If training data is sparse, it can be augmented by synthesizing new data from it. This is particularly easy for audio data because new data can be obtained by distorting the original signal. The following code snippeds show how this is done and let you listen to the result of synthetisation on the following audio signal.

In [None]:
import numpy as np
import librosa
import soundfile as sf
from IPython.display import HTML, Audio, display

audio_path = '/media/daniel/IP9/corpora/readylingua-de/readylingua-de-train-0100.wav'
transcript_path = '/media/daniel/IP9/corpora/readylingua-de/readylingua-de-train-0100.txt'
audio, rate = librosa.load(audio_path, sr=16000, mono=True)

## Original signal

In [None]:
display(HTML('<strong>original signal</strong>'))
display(Audio(data=audio, rate=rate))
display(HTML(filename=transcript_path))

## Audio shift

The audio signal can be shifted by zero-padding the original signal on the left. This makes the audio signal start later.

In [None]:
from util.audio_util import shift

shifted = shift(audio, rate, shift_s=1)

display(HTML('<strong>Original audio signal shifted 1s to the right:</strong>'))
display(Audio(data=shifted, rate=rate))

## Faster/slower speakers

Faster or slower speakers can be simulated by changing the tempo (without changing the pitch):

In [None]:
from util.audio_util import change_tempo

slower = change_tempo(audio, 0.8)
faster = change_tempo(audio, 1.3)

display(HTML('<strong>Original audio with slower speed:</strong>'))
display(Audio(data=slower, rate=rate))

display(HTML('<strong>Original audio with faster speed:</strong>'))
display(Audio(data=faster, rate=rate))

## Higher/lower pitch

Higher and lower voices can be simulated by changing the pitch. This could be used to simulate male speakers from female and vice versa. However, because the speaker gender was not in the meta data provided by _ReadyLingua_ the change was done randomly for both sexes.

In [None]:
from util.audio_util import change_pitch

higher = change_pitch(audio, rate, factor=+5)
lower = change_pitch(audio, rate, factor=-5)

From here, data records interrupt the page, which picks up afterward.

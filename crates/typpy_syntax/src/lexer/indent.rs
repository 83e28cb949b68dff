//! Indentation handling: Python-style INDENT/DEDENT tokens.

use super::Lexer;
use super::tokens::{Token, TokenKind};
use crate::ast::Span;
use crate::diagnostics::CompileError;

impl<'a> Lexer<'a> {
    pub(super) fn handle_indentation(&mut self) {
        let start = self.current_pos;
        let mut indent = 0;

        // Count leading spaces/tabs
        while let Some(c) = self.peek() {
            match c {
                ' ' => {
                    indent += 1;
                    self.advance();
                }
                '\t' => {
                    // Tab stops at multiples of 8
                    indent = (indent / 8 + 1) * 8;
                    self.advance();
                }
                '#' => {
                    while let Some(c) = self.peek() {
                        if c == '\n' {
                            break;
                        }
                        self.advance();
                    }
                    if self.peek() == Some('\n') {
                        self.advance();
                    }
                    return; // Stay at line start
                }
                '\n' => {
                    // Blank line
                    self.advance();
                    return;
                }
                '\r' => {
                    self.advance();
                }
                _ => break,
            }
        }

        if self.is_at_end() {
            self.at_line_start = false;
            return;
        }

        let current_indent = *self.indent_stack.last().unwrap_or(&0);

        if indent > current_indent {
            self.indent_stack.push(indent);
            self.tokens
                .push(Token::new(TokenKind::Indent, Span::new(start, self.current_pos)));
        } else if indent < current_indent {
            let mut count = 0;
            while let Some(&top) = self.indent_stack.last() {
                if indent >= top {
                    break;
                }
                self.indent_stack.pop();
                count += 1;
            }
            if self.indent_stack.is_empty() {
                self.indent_stack.push(0);
            }

            let final_indent = *self.indent_stack.last().unwrap_or(&0);
            if indent != final_indent {
                self.errors.push(CompileError::syntax(
                    format!("Unindent does not match any outer indentation level: expected {} spaces, got {}", final_indent, indent),
                    Span::new(start, self.current_pos),
                ));
            }

            if count > 0 {
                self.tokens
                    .push(Token::new(TokenKind::Dedent, Span::new(start, self.current_pos)));
                self.pending_dedents = count - 1;
            }
        }

        self.at_line_start = false;
    }
}
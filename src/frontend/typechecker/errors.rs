//! Catalog of analyzer diagnostics.
//!
//! Messages follow the wording of the Python interpreter's own `TypeError`s where one exists
//! (`add() missing 1 required argument: 'b'`), so users recognise them.

use crate::frontend::ast::Span;
use crate::frontend::diagnostics::{CompileError, ErrorKind};
use crate::frontend::types::Type;

pub fn undefined_name(name: &str, span: Span) -> CompileError {
    CompileError::new(ErrorKind::UnresolvedSymbol, format!("Name '{}' is not defined.", name), span)
        .with_label("not found in this scope")
}

pub fn undefined_function(name: &str, span: Span) -> CompileError {
    CompileError::new(ErrorKind::UnresolvedSymbol, format!("Function '{}' is not defined.", name), span)
        .with_label("not found in this scope")
        .with_hint("Did you forget to define or import it?")
}

pub fn too_many_arguments(function: &str, expected: usize, given: usize, span: Span) -> CompileError {
    CompileError::new(
        ErrorKind::ArityMismatch,
        format!(
            "{}() takes {} but {} {} given",
            function,
            plural(expected, "positional argument"),
            given,
            if given == 1 { "was" } else { "were" }
        ),
        span,
    )
    .with_label("unexpected argument")
}

pub fn unexpected_keyword(function: &str, keyword: &str, span: Span) -> CompileError {
    CompileError::new(
        ErrorKind::UnexpectedKeyword,
        format!("{}() got an unexpected keyword argument '{}'", function, keyword),
        span,
    )
    .with_label("unknown parameter")
}

pub fn duplicate_argument(function: &str, param: &str, span: Span) -> CompileError {
    CompileError::new(
        ErrorKind::DuplicateBinding,
        format!("{}() got multiple values for argument '{}'", function, param),
        span,
    )
    .with_label(format!("'{}' is already bound", param))
}

pub fn argument_mismatch(function: &str, param: &str, expected: &Type, found: &Type, span: Span) -> CompileError {
    CompileError::new(
        ErrorKind::TypeMismatch,
        format!(
            "Expected '{}' in argument '{}' of '{}', found '{}'.",
            expected, param, function, found
        ),
        span,
    )
    .with_label(format!("expected '{}'", expected))
}

pub fn missing_arguments(function: &str, params: &[&str], span: Span) -> CompileError {
    CompileError::new(
        ErrorKind::ArityMismatch,
        format!(
            "{}() missing {} {}: {}",
            function,
            params.len(),
            if params.len() == 1 { "required argument" } else { "required arguments" },
            quoted_list(params)
        ),
        span,
    )
    .with_label("missing arguments")
}

pub fn assignment_mismatch(name: &str, expected: &Type, found: &Type, span: Span) -> CompileError {
    CompileError::new(
        ErrorKind::TypeMismatch,
        format!("Expected '{}' in assignment to '{}', found '{}'.", expected, name, found),
        span,
    )
    .with_label(format!("'{}' has type '{}'", name, expected))
}

pub fn unpack_arity(elements: usize, targets: usize, span: Span) -> CompileError {
    CompileError::new(
        ErrorKind::ArityMismatch,
        format!(
            "Cannot unpack tuple with {} into {}.",
            plural(elements, "element"),
            plural(targets, "target")
        ),
        span,
    )
}

pub fn unpack_non_tuple(targets: usize, found: &Type, span: Span) -> CompileError {
    CompileError::new(
        ErrorKind::TypeMismatch,
        format!("Expected a tuple to unpack into {}, found '{}'.", plural(targets, "target"), found),
        span,
    )
}

pub fn unsupported_construct(construct: &str, span: Span) -> CompileError {
    CompileError::new(ErrorKind::UnsupportedConstruct, format!("Unsupported construct: {}", construct), span)
        .with_note("This construct is not analyzed; the rest of the file still is.")
}

fn plural(count: usize, noun: &str) -> String {
    if count == 1 {
        format!("{} {}", count, noun)
    } else {
        format!("{} {}s", count, noun)
    }
}

/// `'a'`, `'a' and 'b'`, `'a', 'b', and 'c'`
fn quoted_list(names: &[&str]) -> String {
    let quoted: Vec<String> = names.iter().map(|n| format!("'{}'", n)).collect();
    match quoted.as_slice() {
        [] => String::new(),
        [one] => one.clone(),
        [first, second] => format!("{} and {}", first, second),
        [init @ .., last] => format!("{}, and {}", init.join(", "), last),
    }
}
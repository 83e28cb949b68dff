//! Small helper APIs for working with `Token` / `TokenKind`.

use crate::lexer::TokenKind;
use typpy_core::lang::keywords::KeywordId;
use typpy_core::lang::operators::OperatorId;
use typpy_core::lang::punctuation::PunctuationId;

impl TokenKind {
    /// Return `true` if this is the given keyword.
    pub fn is_keyword(&self, id: KeywordId) -> bool {
        matches!(self, TokenKind::Keyword(k) if *k == id)
    }

    /// Return `true` if this is the given operator.
    pub fn is_operator(&self, id: OperatorId) -> bool {
        matches!(self, TokenKind::Operator(o) if *o == id)
    }

    /// Return `true` if this is the given punctuation.
    pub fn is_punctuation(&self, id: PunctuationId) -> bool {
        matches!(self, TokenKind::Punctuation(p) if *p == id)
    }

    /// Return `true` if this token is layout (newline/indent/dedent).
    pub fn is_layout(&self) -> bool {
        matches!(self, TokenKind::Newline | TokenKind::Indent | TokenKind::Dedent)
    }
}
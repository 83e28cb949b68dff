//! Define the reserved keyword vocabulary of the analyzed language.
//!
//! This module is the single source of truth for reserved words: a stable identifier
//! ([`KeywordId`]) plus a const metadata table ([`KEYWORDS`]) that records canonical spellings and
//! categories.
//!
//! ## Notes
//! - Lookup via [`from_str`] is **case-sensitive** (`None` is a keyword, `none` is an identifier).
//! - Some reserved words are also word operators (`and`, `or`, `not`, `in`, `is`).
//!
//! ## Examples
//! ```rust
//! use typpy_core::lang::keywords::{self, KeywordId};
//!
//! assert_eq!(keywords::from_str("def"), Some(KeywordId::Def));
//! assert_eq!(keywords::from_str("Def"), None);
//! assert_eq!(keywords::as_str(KeywordId::None), "None");
//! ```

/// Stable identifier for every reserved keyword.
///
/// The declaration order matches [`KEYWORDS`].
#[derive(Debug, Clone, Copy, PartialEq, Eq, Hash)]
pub enum KeywordId {
    // Control flow / statements
    If,
    Elif,
    Else,
    While,
    For,
    Break,
    Continue,
    Return,
    Pass,

    // Definitions / imports
    Def,
    Class,
    Import,
    From,
    As,

    // Literals
    True,
    False,
    None,

    // Word operators
    And,
    Or,
    Not,
    In,
    Is,
}

/// High-level grouping for documentation and diagnostics.
#[derive(Debug, Clone, Copy, PartialEq, Eq, Hash)]
pub enum KeywordCategory {
    ControlFlow,
    Definition,
    Import,
    Literal,
    Operator,
}

/// Metadata for a reserved keyword.
#[derive(Debug, Clone, Copy)]
pub struct KeywordInfo {
    pub id: KeywordId,
    pub canonical: &'static str,
    pub category: KeywordCategory,
}

/// Registry of all reserved keywords, ordered like [`KeywordId`].
pub const KEYWORDS: &[KeywordInfo] = &[
    info(KeywordId::If, "if", KeywordCategory::ControlFlow),
    info(KeywordId::Elif, "elif", KeywordCategory::ControlFlow),
    info(KeywordId::Else, "else", KeywordCategory::ControlFlow),
    info(KeywordId::While, "while", KeywordCategory::ControlFlow),
    info(KeywordId::For, "for", KeywordCategory::ControlFlow),
    info(KeywordId::Break, "break", KeywordCategory::ControlFlow),
    info(KeywordId::Continue, "continue", KeywordCategory::ControlFlow),
    info(KeywordId::Return, "return", KeywordCategory::ControlFlow),
    info(KeywordId::Pass, "pass", KeywordCategory::ControlFlow),
    info(KeywordId::Def, "def", KeywordCategory::Definition),
    info(KeywordId::Class, "class", KeywordCategory::Definition),
    info(KeywordId::Import, "import", KeywordCategory::Import),
    info(KeywordId::From, "from", KeywordCategory::Import),
    info(KeywordId::As, "as", KeywordCategory::Import),
    info(KeywordId::True, "True", KeywordCategory::Literal),
    info(KeywordId::False, "False", KeywordCategory::Literal),
    info(KeywordId::None, "None", KeywordCategory::Literal),
    info(KeywordId::And, "and", KeywordCategory::Operator),
    info(KeywordId::Or, "or", KeywordCategory::Operator),
    info(KeywordId::Not, "not", KeywordCategory::Operator),
    info(KeywordId::In, "in", KeywordCategory::Operator),
    info(KeywordId::Is, "is", KeywordCategory::Operator),
];

/// Resolve a spelling to a [`KeywordId`], if it is reserved.
pub fn from_str(spelling: &str) -> Option<KeywordId> {
    KEYWORDS.iter().find(|k| k.canonical == spelling).map(|k| k.id)
}

/// Return the canonical spelling of a keyword.
pub fn as_str(id: KeywordId) -> &'static str {
    info_for(id).canonical
}

/// Return the metadata entry for a keyword.
pub fn info_for(id: KeywordId) -> &'static KeywordInfo {
    &KEYWORDS[id as usize]
}

const fn info(id: KeywordId, canonical: &'static str, category: KeywordCategory) -> KeywordInfo {
    KeywordInfo { id, canonical, category }
}

#[cfg(test)]
mod tests {
    use super::*;

    #[test]
    fn test_registry_is_ordered_like_ids() {
        for (index, k) in KEYWORDS.iter().enumerate() {
            assert_eq!(k.id as usize, index, "{:?} is out of order", k.id);
        }
    }

    #[test]
    fn test_roundtrip_every_keyword() {
        for k in KEYWORDS {
            assert_eq!(from_str(k.canonical), Some(k.id));
            assert_eq!(as_str(k.id), k.canonical);
        }
    }

    #[test]
    fn test_word_operators_are_categorised() {
        for id in [KeywordId::And, KeywordId::Or, KeywordId::Not, KeywordId::In, KeywordId::Is] {
            assert_eq!(info_for(id).category, KeywordCategory::Operator);
        }
    }
}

display(HTML('<strong>Original audio with higher pitch:</strong>'))
display(Audio(data=higher, rate=rate))

display(HTML('<strong>Original audio with lower pitch:</strong>'))
display(Audio(data=lower, rate=rate))

## Louder/more silent speakers

Louder or more silent speakers can be simulated by adding/removing some loudness.

In [None]:
from util.audio_util import change_volume

louder = change_volume(audio, rate, db=+10)
more_quiet = change_volume(audio, rate, db=-10)

display(HTML('<strong>Original audio signal +10db louder:</strong>'))
display(Audio(data=louder, rate=rate))

display(HTML('<strong>Original audio signal -10db more quiet:</strong>'))
display(Audio(data=more_quiet, rate=rate))

## Echo/Reverb

Some distortion can be applied by adding some echo.

In [None]:
from util.audio_util import add_echo

echo = add_echo(audio)

display(HTML('<strong>Original audio signal with echo:</strong>'))
display(Audio(data=echo, rate=rate))

## Combining the effects

Multiple effects can be applied simultaneously.

In [None]:
from util.audio_util import distort_audio

distorted = distort_audio(audio, rate, shift_s=0.3, pitch_factor=1.5, tempo_factor=1.5, volume=10, echo=100)

display(HTML('<strong>Distorted signal:</strong>'))
display(Audio(data=distorted, rate=rate))